観劇感想『流れ星』 2019.2.24(sun)

 

 『ある日、40年近く共に過ごした夫・星野謙作がこの世を去ってしまう。残された妻・夏子の前に現れたのは、一人の魔法使い・マリー。「あなたの願いを4つ叶えてあげます」とマリーに言われた夏子は「過去に戻って、あの時に本当に好きだった人と人生をやり直したい」と告げる。魔法で過去に戻った夏子とマリーを待っていたのは…。』

 

 脚本・宅間孝行の『流れ星』という物語が、風呂敷荘の最初で最後の公演。愛媛大学演劇部関係者の舞台装置のクオリティはもはや安定というか、毎回見る度に関心してしまう。

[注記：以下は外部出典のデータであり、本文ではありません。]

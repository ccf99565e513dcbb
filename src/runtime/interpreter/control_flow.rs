use crate::{
    lang::code::{Code, Keyword},
    runtime::{
        data_structures::{
            control_stack::{ControlMarker, ControlStack, MarkerKind},
            number_stack::NumberStack,
        },
        error::{self, ErrorKind, ScriptError},
    },
};

fn control_error<T>(message: String) -> error::Result<T> {
    ScriptError::unlocated(ErrorKind::ControlFlow, message)
}

/// Scan forward from `start` for the first of `stop` at nesting depth zero.  `open` keywords
/// increase the depth and `close` keywords decrease it.
fn scan_forward(
    code: &Code,
    start: usize,
    open: &[Keyword],
    close: &[Keyword],
    stop: &[Keyword],
) -> Option<(usize, Keyword)> {
    let mut depth = 0usize;

    for (index, instruction) in code.iter().enumerate().skip(start) {
        let Some(keyword) = instruction.keyword() else {
            continue;
        };

        if depth == 0 && stop.contains(&keyword) {
            return Some((index, keyword));
        }

        if open.contains(&keyword) {
            depth += 1;
        } else if close.contains(&keyword) && depth > 0 {
            depth -= 1;
        }
    }

    None
}

/// Find the ELSE or THEN matching the IF or ELSE just before `start`.
fn find_else_or_then(
    code: &Code,
    start: usize,
    allow_else: bool,
) -> error::Result<(usize, Keyword)> {
    let stop: &[Keyword] = if allow_else {
        &[Keyword::Else, Keyword::Then]
    } else {
        &[Keyword::Then]
    };

    match scan_forward(code, start, &[Keyword::If], &[Keyword::Then], stop) {
        Some(found) => Ok(found),
        None => control_error("Missing THEN for IF.".to_string()),
    }
}

/// Find the REPEAT matching the WHILE just before `start`.
fn find_repeat(code: &Code, start: usize) -> error::Result<usize> {
    match scan_forward(
        code,
        start,
        &[Keyword::Begin],
        &[Keyword::Until, Keyword::Repeat],
        &[Keyword::Repeat],
    ) {
        Some((index, _)) => Ok(index),
        None => control_error("Missing REPEAT for WHILE.".to_string()),
    }
}

fn pop_flag(stack: &mut NumberStack, word: &str) -> error::Result<bool> {
    stack.require(word, 1)?;
    Ok(stack.pop()? != 0)
}

/// Execute one of the control-flow keywords at `pc` and return the index of the next instruction.
///
/// `floor` is the height of the control stack when the running block started, markers below it
/// belong to a caller and are only visible to `I` and `J`.
pub fn execute_control(
    keyword: Keyword,
    code: &Code,
    pc: usize,
    floor: usize,
    stack: &mut NumberStack,
    control: &mut ControlStack,
) -> error::Result<usize> {
    match keyword {
        Keyword::If => {
            if pop_flag(stack, "IF")? {
                control.push(ControlMarker::new_if());
                return Ok(pc + 1);
            }

            let (index, found) = find_else_or_then(code, pc + 1, true)?;

            if found == Keyword::Else {
                control.push(ControlMarker::new_if());
            }

            Ok(index + 1)
        }

        Keyword::Else => {
            // Only reached at the end of a taken branch.
            if control.top_mut(floor, MarkerKind::If).is_none() {
                return control_error("Found ELSE without a matching IF.".to_string());
            }

            let _ = control.pop();
            let (index, _) = find_else_or_then(code, pc + 1, false)?;

            Ok(index + 1)
        }

        Keyword::Then => {
            if control.top_mut(floor, MarkerKind::If).is_none() {
                return control_error("Found THEN without a matching IF.".to_string());
            }

            let _ = control.pop();
            Ok(pc + 1)
        }

        Keyword::Do => {
            stack.require("DO", 2)?;

            let index = stack.pop()?;
            let limit = stack.pop()?;

            control.push(ControlMarker::new_do_loop(pc + 1, index, limit));
            Ok(pc + 1)
        }

        Keyword::Loop | Keyword::PlusLoop => {
            let word = if keyword == Keyword::Loop { "LOOP" } else { "+LOOP" };

            if control.top_mut(floor, MarkerKind::DoLoop).is_none() {
                return control_error(format!("Found {} without a matching DO.", word));
            }

            let step = if keyword == Keyword::Loop {
                1
            } else {
                stack.require(word, 1)?;
                stack.pop()?
            };

            let Some(marker) = control.top_mut(floor, MarkerKind::DoLoop) else {
                return control_error(format!("Found {} without a matching DO.", word));
            };

            marker.loop_index = marker.loop_index.wrapping_add(step);

            let repeat = if step >= 0 {
                marker.loop_index < marker.loop_limit
            } else {
                marker.loop_index >= marker.loop_limit
            };

            if repeat {
                Ok(marker.resume_index)
            } else {
                let _ = control.pop();
                Ok(pc + 1)
            }
        }

        Keyword::I | Keyword::J => {
            let (nth, word) = if keyword == Keyword::I { (0, "I") } else { (1, "J") };

            match control.do_loop(nth) {
                Some(marker) => {
                    stack.push(marker.loop_index);
                    Ok(pc + 1)
                }
                None => control_error(format!("{} used outside of a DO loop.", word)),
            }
        }

        Keyword::Begin => {
            control.push(ControlMarker::new_begin(pc + 1));
            Ok(pc + 1)
        }

        Keyword::Until => {
            let Some(marker) = control.top_mut(floor, MarkerKind::Begin) else {
                return control_error("Found UNTIL without a matching BEGIN.".to_string());
            };
            let resume_index = marker.resume_index;

            if pop_flag(stack, "UNTIL")? {
                let _ = control.pop();
                Ok(pc + 1)
            } else {
                Ok(resume_index)
            }
        }

        Keyword::While => {
            if control.top_mut(floor, MarkerKind::Begin).is_none() {
                return control_error("Found WHILE without a matching BEGIN.".to_string());
            }

            if pop_flag(stack, "WHILE")? {
                return Ok(pc + 1);
            }

            let _ = control.pop();
            Ok(find_repeat(code, pc + 1)? + 1)
        }

        Keyword::Repeat => match control.top_mut(floor, MarkerKind::Begin) {
            Some(marker) => Ok(marker.resume_index),
            None => control_error("Found REPEAT without a matching BEGIN.".to_string()),
        },

        Keyword::Colon | Keyword::Semicolon | Keyword::Variable | Keyword::Constant => {
            control_error(format!("{:?} is not a control-flow word.", keyword))
        }
    }
}

#[cfg(test)]
mod tests {
    use super::*;
    use crate::lang::{compilation::lower_tokens, tokenizing::tokenize};

    fn code(source: &str) -> Code {
        lower_tokens(&tokenize(source).unwrap()).unwrap()
    }

    #[test]
    fn false_if_skips_to_else() {
        let code = code("0 IF 1 IF 2 THEN ELSE 3 THEN");
        let mut stack = NumberStack::new();
        let mut control = ControlStack::new();

        stack.push(0);

        let next = execute_control(Keyword::If, &code, 1, 0, &mut stack, &mut control).unwrap();

        assert_eq!(next, 7);
        assert_eq!(control.len(), 1);
    }

    #[test]
    fn false_if_without_else_continues_after_then() {
        let code = code("0 IF 1 THEN 2");
        let mut stack = NumberStack::new();
        let mut control = ControlStack::new();

        stack.push(0);

        let next = execute_control(Keyword::If, &code, 1, 0, &mut stack, &mut control).unwrap();

        assert_eq!(next, 4);
        assert!(control.is_empty());
    }

    #[test]
    fn do_pops_index_then_limit() {
        let code = code("5 0 DO LOOP");
        let mut stack = NumberStack::new();
        let mut control = ControlStack::new();

        stack.push(5);
        stack.push(0);

        let _ = execute_control(Keyword::Do, &code, 2, 0, &mut stack, &mut control).unwrap();
        let marker = control.do_loop(0).unwrap();

        assert_eq!(marker.loop_index, 0);
        assert_eq!(marker.loop_limit, 5);
        assert!(stack.is_empty());
    }

    #[test]
    fn markers_below_the_floor_are_not_closed() {
        let code = code("THEN");
        let mut stack = NumberStack::new();
        let mut control = ControlStack::new();

        control.push(ControlMarker::new_if());

        let error =
            execute_control(Keyword::Then, &code, 0, 1, &mut stack, &mut control).unwrap_err();

        assert_eq!(error.kind(), ErrorKind::ControlFlow);
        assert_eq!(control.len(), 1);
    }
}
//! Error types shared by the limiter, the breaker and their integrations.
use crate::classify::ErrorCategory;
use crate::rate_limit::Window;
use std::fmt;
use std::time::Duration;

/// Upstream failure as reported by a geocoding/places client wrapper.
///
/// Collaborators that build HTTP requests map their transport and status
/// failures into this type so the breaker can classify them.
#[derive(Debug, Clone, PartialEq, Eq, thiserror::Error)]
pub enum ApiError {
    /// The request did not complete within the client's own deadline.
    #[error("request timed out after {0:?}")]
    Timeout(Duration),
    /// The upstream host refused the connection.
    #[error("connection refused: {0}")]
    ConnectionRefused(String),
    /// The upstream answered with a non-success HTTP status.
    #[error("upstream returned HTTP {status}: {message}")]
    Status {
        /// HTTP status code.
        status: u16,
        /// Provider-supplied message or body excerpt.
        message: String,
    },
    /// The provider signalled quota exhaustion without a status code
    /// (e.g. an `OVER_QUERY_LIMIT` body on a 200 response).
    #[error("upstream quota exhausted")]
    QuotaExceeded,
    /// Anything the wrapper could not map.
    #[error("{0}")]
    Other(String),
}

impl ApiError {
    /// Shorthand for [`ApiError::Status`].
    pub fn status(status: u16, message: impl Into<String>) -> Self {
        Self::Status { status, message: message.into() }
    }
}

/// Why a guarded call did not produce a value from the primary call.
#[derive(Debug)]
pub enum CallError<E> {
    /// The circuit is open; the call was not attempted.
    CircuitOpen {
        /// Service the circuit protects.
        service: String,
        /// How long the circuit has been open.
        open_for: Duration,
    },
    /// The circuit is half-open and its trial budget is used up; the call was
    /// not attempted and the circuit re-opened.
    HalfOpenFull {
        /// Service the circuit protects.
        service: String,
        /// Configured trial budget.
        max: usize,
    },
    /// The call ran and returned an error.
    Failed {
        /// Service the circuit protects.
        service: String,
        /// The error returned by the call.
        error: E,
        /// Classification of `error`.
        category: ErrorCategory,
        /// Whether the error counted toward the failure threshold.
        counted: bool,
    },
    /// The call panicked; the panic was caught at the call boundary.
    Panicked {
        /// Service the circuit protects.
        service: String,
        /// Panic payload rendered as text, when it was a string.
        message: String,
    },
    /// The fallback ran after `reason` and failed as well.
    FallbackFailed {
        /// Why the fallback was needed.
        reason: Box<CallError<E>>,
        /// The fallback's own error.
        fallback: E,
    },
    /// The fallback ran after `reason` and panicked.
    FallbackPanicked {
        /// Why the fallback was needed.
        reason: Box<CallError<E>>,
        /// Panic payload rendered as text, when it was a string.
        message: String,
    },
}

impl<E> CallError<E> {
    /// Service the failed call targeted.
    pub fn service(&self) -> &str {
        match self {
            Self::CircuitOpen { service, .. }
            | Self::HalfOpenFull { service, .. }
            | Self::Failed { service, .. }
            | Self::Panicked { service, .. } => service,
            Self::FallbackFailed { reason, .. } | Self::FallbackPanicked { reason, .. } => {
                reason.service()
            }
        }
    }

    /// True when the call was rejected without running.
    pub fn is_rejected(&self) -> bool {
        match self {
            Self::CircuitOpen { .. } | Self::HalfOpenFull { .. } => true,
            Self::FallbackFailed { reason, .. } | Self::FallbackPanicked { reason, .. } => {
                reason.is_rejected()
            }
            _ => false,
        }
    }

    /// True when the circuit was open.
    pub fn is_circuit_open(&self) -> bool {
        match self {
            Self::CircuitOpen { .. } => true,
            Self::FallbackFailed { reason, .. } | Self::FallbackPanicked { reason, .. } => {
                reason.is_circuit_open()
            }
            _ => false,
        }
    }

    /// Borrow the primary call's error if it ran and failed.
    pub fn as_inner(&self) -> Option<&E> {
        match self {
            Self::Failed { error, .. } => Some(error),
            Self::FallbackFailed { reason, .. } | Self::FallbackPanicked { reason, .. } => {
                reason.as_inner()
            }
            _ => None,
        }
    }

    /// Borrow the fallback's error if the fallback failed.
    pub fn fallback_error(&self) -> Option<&E> {
        match self {
            Self::FallbackFailed { fallback, .. } => Some(fallback),
            _ => None,
        }
    }
}

impl<E: fmt::Display> fmt::Display for CallError<E> {
    fn fmt(&self, f: &mut fmt::Formatter<'_>) -> fmt::Result {
        match self {
            Self::CircuitOpen { service, open_for } => {
                write!(f, "circuit '{}' is open (open for {:?})", service, open_for)
            }
            Self::HalfOpenFull { service, max } => {
                write!(f, "circuit '{}' is half-open with {} trial calls in flight", service, max)
            }
            Self::Failed { service, error, category, counted } => {
                let note = if *counted { "counted" } else { "not counted" };
                write!(f, "call to '{}' failed ({}, {}): {}", service, category, note, error)
            }
            Self::Panicked { service, message } => {
                write!(f, "call to '{}' panicked: {}", service, message)
            }
            Self::FallbackFailed { reason, fallback } => {
                write!(f, "{}; fallback failed: {}", reason, fallback)
            }
            Self::FallbackPanicked { reason, message } => {
                write!(f, "{}; fallback panicked: {}", reason, message)
            }
        }
    }
}

impl<E: std::error::Error + 'static> std::error::Error for CallError<E> {
    fn source(&self) -> Option<&(dyn std::error::Error + 'static)> {
        match self {
            Self::Failed { error, .. } => Some(error),
            Self::FallbackFailed { fallback, .. } => Some(fallback),
            _ => None,
        }
    }
}

/// Error surfaced by the tower middleware.
#[derive(Debug, Clone)]
pub enum ResilienceError<E> {
    /// Admission was denied by the rate limiter.
    RateLimited {
        /// Whole seconds until a token is available.
        retry_after_secs: u64,
        /// The window that denied admission.
        window: Window,
    },
    /// The underlying service failed.
    Inner(E),
}

impl<E: fmt::Display> fmt::Display for ResilienceError<E> {
    fn fmt(&self, f: &mut fmt::Formatter<'_>) -> fmt::Result {
        match self {
            Self::RateLimited { retry_after_secs, window } => write!(
                f,
                "rate limited by {} window; retry after {}s",
                window, retry_after_secs
            ),
            Self::Inner(e) => write!(f, "{}", e),
        }
    }
}

impl<E: std::error::Error + 'static> std::error::Error for ResilienceError<E> {
    fn source(&self) -> Option<&(dyn std::error::Error + 'static)> {
        match self {
            Self::Inner(e) => Some(e),
            Self::RateLimited { .. } => None,
        }
    }
}

impl<E> ResilienceError<E> {
    /// Check if this error is a rate-limit denial.
    pub fn is_rate_limited(&self) -> bool {
        matches!(self, Self::RateLimited { .. })
    }
    /// Get the inner error if this is an Inner variant
    pub fn into_inner(self) -> Option<E> {
        match self {
            Self::Inner(e) => Some(e),
            _ => None,
        }
    }
    /// Retry hint for denials.
    pub fn retry_after(&self) -> Option<Duration> {
        match self {
            Self::RateLimited { retry_after_secs, .. } => {
                Some(Duration::from_secs(*retry_after_secs))
            }
            _ => None,
        }
    }
}

/// Errors produced when validating configuration.
#[derive(Debug, Clone, PartialEq, Eq, thiserror::Error)]
pub enum ConfigError {
    /// Every window needs room for at least one token.
    #[error("{window} capacity must be > 0")]
    ZeroCapacity {
        /// Offending window.
        window: Window,
    },
    /// Failure threshold must be > 0.
    #[error("failure_threshold must be > 0")]
    ZeroFailureThreshold,
    /// Success threshold must be > 0.
    #[error("success_threshold must be > 0")]
    ZeroSuccessThreshold,
    /// Half-open trial limit must be > 0.
    #[error("max_half_open_requests must be > 0")]
    ZeroHalfOpenLimit,
    /// Recovery timeout must be > 0.
    #[error("recovery_timeout must be > 0")]
    ZeroRecoveryTimeout,
    /// Sweep intervals must be > 0.
    #[error("{name} tick interval must be > 0")]
    ZeroTickInterval {
        /// Which sweep.
        name: &'static str,
    },
}

/// Errors from [`crate::scheduler::Scheduler`] implementations.
#[derive(Debug, Clone, PartialEq, Eq, thiserror::Error)]
pub enum SchedulerError {
    /// Tokio-backed scheduling was requested outside a runtime.
    #[error("cannot schedule '{name}': no tokio runtime is running")]
    NoRuntime {
        /// Name of the tick.
        name: &'static str,
    },
    /// A zero interval would spin.
    #[error("cannot schedule '{name}' with a zero interval")]
    ZeroInterval {
        /// Name of the tick.
        name: &'static str,
    },
}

 役者が13人もいるのに一人一人が個性的で、物語が進んでいくほど登場人物に対する愛着や、もどかしい関係性にじれったくも甘酸っぱくも感じる。10人以上が同じ屋根の下で暮らすということもあり、ドラマや事件が絶えないが、そのドタバタ感も最後のシーンのあとで振り返ると愛おしい日常だなと思う。一つ一つ散りばめてきた物語の鍵がハマるごとに切なくなっていく物語。

 

 夏子自身にも勿論原因があるが、自分が愛するよりも、魔法というあるのか無いのかわからないものに縋り叶える方が可能性があると思い込んでいた謙作の、不器用で健気で自信の無い人柄が、二人の想いを上手く噛み合わなくさせていく。

 人がすれ違うのは言葉が足りない時だなと第三者として見聞きするとわかるように、夏子も過去に戻り、第三者として客観的に見ることによって、謙作の本当の想いにようやく気付けたのが救いだなと思う。

 

 

 最初と最後が同じシーンであるにも関わらず、過去に戻ったことによって変わった夏子の心境の変化が謙作に現れているように見え、捉え方や意味合いが違ってくるのが面白かった。